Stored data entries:
^^^^^^^^
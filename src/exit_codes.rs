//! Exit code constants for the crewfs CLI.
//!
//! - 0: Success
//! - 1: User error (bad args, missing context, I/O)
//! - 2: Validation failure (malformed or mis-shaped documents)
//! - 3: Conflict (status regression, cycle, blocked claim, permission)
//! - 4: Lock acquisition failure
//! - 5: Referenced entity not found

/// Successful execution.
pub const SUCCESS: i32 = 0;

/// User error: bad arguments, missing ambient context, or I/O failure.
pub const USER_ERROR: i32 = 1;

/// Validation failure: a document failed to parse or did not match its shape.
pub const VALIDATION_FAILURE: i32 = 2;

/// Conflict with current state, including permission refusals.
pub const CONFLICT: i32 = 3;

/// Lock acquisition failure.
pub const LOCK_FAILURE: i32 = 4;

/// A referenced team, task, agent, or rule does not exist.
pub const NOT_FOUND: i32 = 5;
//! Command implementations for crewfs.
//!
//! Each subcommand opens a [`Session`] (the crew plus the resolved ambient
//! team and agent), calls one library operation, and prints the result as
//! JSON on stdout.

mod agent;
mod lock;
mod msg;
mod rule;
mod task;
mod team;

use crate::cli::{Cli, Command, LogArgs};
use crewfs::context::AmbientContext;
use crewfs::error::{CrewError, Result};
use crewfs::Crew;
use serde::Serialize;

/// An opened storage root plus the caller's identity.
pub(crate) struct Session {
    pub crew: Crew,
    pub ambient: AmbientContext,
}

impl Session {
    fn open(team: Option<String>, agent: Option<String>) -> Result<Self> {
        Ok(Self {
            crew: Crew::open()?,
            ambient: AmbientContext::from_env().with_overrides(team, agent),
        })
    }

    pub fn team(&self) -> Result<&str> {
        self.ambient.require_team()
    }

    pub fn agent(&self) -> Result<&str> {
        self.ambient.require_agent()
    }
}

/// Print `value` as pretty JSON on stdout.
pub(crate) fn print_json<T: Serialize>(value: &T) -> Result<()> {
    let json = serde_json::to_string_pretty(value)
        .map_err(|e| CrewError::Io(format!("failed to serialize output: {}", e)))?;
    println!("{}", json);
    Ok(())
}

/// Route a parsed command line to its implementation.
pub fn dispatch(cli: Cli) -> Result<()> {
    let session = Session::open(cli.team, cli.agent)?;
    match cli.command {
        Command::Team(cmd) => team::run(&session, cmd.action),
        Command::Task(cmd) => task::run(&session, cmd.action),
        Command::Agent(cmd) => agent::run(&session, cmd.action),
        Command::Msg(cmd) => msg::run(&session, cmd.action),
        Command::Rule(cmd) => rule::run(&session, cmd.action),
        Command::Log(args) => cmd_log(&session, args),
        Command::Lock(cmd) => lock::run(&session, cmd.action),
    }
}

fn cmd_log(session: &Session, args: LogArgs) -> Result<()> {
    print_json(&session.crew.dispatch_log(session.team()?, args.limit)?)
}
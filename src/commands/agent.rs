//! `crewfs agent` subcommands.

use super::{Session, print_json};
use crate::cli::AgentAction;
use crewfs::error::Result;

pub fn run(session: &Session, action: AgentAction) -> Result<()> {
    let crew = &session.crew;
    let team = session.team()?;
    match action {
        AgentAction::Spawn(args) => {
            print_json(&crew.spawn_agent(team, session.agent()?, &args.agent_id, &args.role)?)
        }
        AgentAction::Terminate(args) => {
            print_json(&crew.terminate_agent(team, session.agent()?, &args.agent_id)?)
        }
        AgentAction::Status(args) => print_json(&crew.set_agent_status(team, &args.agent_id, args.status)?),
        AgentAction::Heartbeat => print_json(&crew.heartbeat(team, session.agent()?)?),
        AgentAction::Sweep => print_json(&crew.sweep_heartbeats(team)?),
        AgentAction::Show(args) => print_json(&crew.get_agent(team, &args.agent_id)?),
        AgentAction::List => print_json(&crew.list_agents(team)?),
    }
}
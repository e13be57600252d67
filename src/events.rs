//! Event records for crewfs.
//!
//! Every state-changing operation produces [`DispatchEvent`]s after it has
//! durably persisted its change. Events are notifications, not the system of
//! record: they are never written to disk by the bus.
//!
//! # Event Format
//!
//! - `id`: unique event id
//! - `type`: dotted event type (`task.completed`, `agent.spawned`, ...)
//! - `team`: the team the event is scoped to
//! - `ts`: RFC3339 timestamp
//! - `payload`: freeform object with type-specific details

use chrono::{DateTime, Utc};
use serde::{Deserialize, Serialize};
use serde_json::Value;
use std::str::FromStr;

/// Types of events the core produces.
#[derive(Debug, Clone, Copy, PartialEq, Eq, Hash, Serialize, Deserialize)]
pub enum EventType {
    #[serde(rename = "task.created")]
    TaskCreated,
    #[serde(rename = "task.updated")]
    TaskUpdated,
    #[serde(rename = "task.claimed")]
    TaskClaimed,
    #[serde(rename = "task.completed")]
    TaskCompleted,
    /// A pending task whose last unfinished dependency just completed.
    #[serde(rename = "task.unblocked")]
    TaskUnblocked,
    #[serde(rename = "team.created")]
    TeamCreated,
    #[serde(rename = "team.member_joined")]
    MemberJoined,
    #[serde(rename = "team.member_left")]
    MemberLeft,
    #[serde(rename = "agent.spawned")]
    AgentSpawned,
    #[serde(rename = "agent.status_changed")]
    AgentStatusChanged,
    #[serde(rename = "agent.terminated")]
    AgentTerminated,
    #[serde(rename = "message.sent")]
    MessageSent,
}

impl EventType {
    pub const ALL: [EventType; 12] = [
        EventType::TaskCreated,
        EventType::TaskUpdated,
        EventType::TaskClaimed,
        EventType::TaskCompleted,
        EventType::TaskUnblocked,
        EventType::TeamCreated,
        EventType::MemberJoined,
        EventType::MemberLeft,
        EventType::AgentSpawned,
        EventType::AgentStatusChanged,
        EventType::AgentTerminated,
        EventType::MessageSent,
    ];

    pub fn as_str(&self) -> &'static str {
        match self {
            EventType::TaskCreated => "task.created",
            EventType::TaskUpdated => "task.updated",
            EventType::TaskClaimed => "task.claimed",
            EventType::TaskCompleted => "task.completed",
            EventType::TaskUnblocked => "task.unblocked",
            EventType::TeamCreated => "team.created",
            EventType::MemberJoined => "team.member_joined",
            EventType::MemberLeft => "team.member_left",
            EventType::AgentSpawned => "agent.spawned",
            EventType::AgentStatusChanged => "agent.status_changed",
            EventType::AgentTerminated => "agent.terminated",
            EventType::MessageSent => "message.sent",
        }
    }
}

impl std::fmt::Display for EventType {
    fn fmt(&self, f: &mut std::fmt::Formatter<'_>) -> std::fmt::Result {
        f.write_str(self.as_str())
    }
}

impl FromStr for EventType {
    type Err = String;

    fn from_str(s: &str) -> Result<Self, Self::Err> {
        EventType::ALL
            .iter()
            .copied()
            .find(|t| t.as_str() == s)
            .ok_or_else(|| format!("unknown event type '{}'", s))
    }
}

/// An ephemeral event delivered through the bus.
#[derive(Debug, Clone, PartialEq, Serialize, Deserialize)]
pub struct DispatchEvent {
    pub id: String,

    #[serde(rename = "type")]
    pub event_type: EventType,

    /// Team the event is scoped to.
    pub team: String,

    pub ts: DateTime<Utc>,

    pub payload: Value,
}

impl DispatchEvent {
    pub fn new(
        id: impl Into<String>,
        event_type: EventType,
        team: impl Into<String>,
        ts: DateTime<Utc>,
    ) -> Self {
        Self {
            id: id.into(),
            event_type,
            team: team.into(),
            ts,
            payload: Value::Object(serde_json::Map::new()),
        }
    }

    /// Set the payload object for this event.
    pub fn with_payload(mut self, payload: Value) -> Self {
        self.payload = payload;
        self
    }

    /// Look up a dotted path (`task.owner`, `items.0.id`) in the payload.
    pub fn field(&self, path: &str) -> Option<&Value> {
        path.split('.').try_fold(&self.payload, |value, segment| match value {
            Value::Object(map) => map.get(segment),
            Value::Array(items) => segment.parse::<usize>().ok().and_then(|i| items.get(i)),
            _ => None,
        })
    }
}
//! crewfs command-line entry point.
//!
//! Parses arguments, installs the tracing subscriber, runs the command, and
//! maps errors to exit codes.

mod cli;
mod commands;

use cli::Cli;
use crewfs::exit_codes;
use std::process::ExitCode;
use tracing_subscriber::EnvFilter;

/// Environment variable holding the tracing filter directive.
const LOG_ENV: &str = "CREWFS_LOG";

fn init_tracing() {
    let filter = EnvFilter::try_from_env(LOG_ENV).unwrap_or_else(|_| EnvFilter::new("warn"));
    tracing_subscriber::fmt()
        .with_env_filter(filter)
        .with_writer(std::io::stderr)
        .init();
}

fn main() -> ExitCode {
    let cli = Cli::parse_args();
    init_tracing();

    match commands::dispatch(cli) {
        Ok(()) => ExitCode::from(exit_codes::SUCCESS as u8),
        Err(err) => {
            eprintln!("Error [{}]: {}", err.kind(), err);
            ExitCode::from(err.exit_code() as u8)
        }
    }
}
^^^^^^^^
* Work instructions
From the opening line of the data above through the line holding "pub fn team(&self)", give every line again exactly as it stands.

* Solution to the problem
filename src/exit_codes.rs
//! Exit code constants for the crewfs CLI.
//!
//! - 0: Success
//! - 1: User error (bad args, missing context, I/O)
//! - 2: Validation failure (malformed or mis-shaped documents)
//! - 3: Conflict (status regression, cycle, blocked claim, permission)
//! - 4: Lock acquisition failure
//! - 5: Referenced entity not found

/// Successful execution.
pub const SUCCESS: i32 = 0;

/// User error: bad arguments, missing ambient context, or I/O failure.
pub const USER_ERROR: i32 = 1;

/// Validation failure: a document failed to parse or did not match its shape.
pub const VALIDATION_FAILURE: i32 = 2;

/// Conflict with current state, including permission refusals.
pub const CONFLICT: i32 = 3;

/// Lock acquisition failure.
pub const LOCK_FAILURE: i32 = 4;

/// A referenced team, task, agent, or rule does not exist.
pub const NOT_FOUND: i32 = 5;
//! Command implementations for crewfs.
//!
//! Each subcommand opens a [`Session`] (the crew plus the resolved ambient
//! team and agent), calls one library operation, and prints the result as
//! JSON on stdout.

mod agent;
mod lock;
mod msg;
mod rule;
mod task;
mod team;

use crate::cli::{Cli, Command, LogArgs};
use crewfs::context::AmbientContext;
use crewfs::error::{CrewError, Result};
use crewfs::Crew;
use serde::Serialize;

/// An opened storage root plus the caller's identity.
pub(crate) struct Session {
    pub crew: Crew,
    pub ambient: AmbientContext,
}

impl Session {
    fn open(team: Option<String>, agent: Option<String>) -> Result<Self> {
        Ok(Self {
            crew: Crew::open()?,
            ambient: AmbientContext::from_env().with_overrides(team, agent),
        })
    }

    pub fn team(&self) -> Result<&str> {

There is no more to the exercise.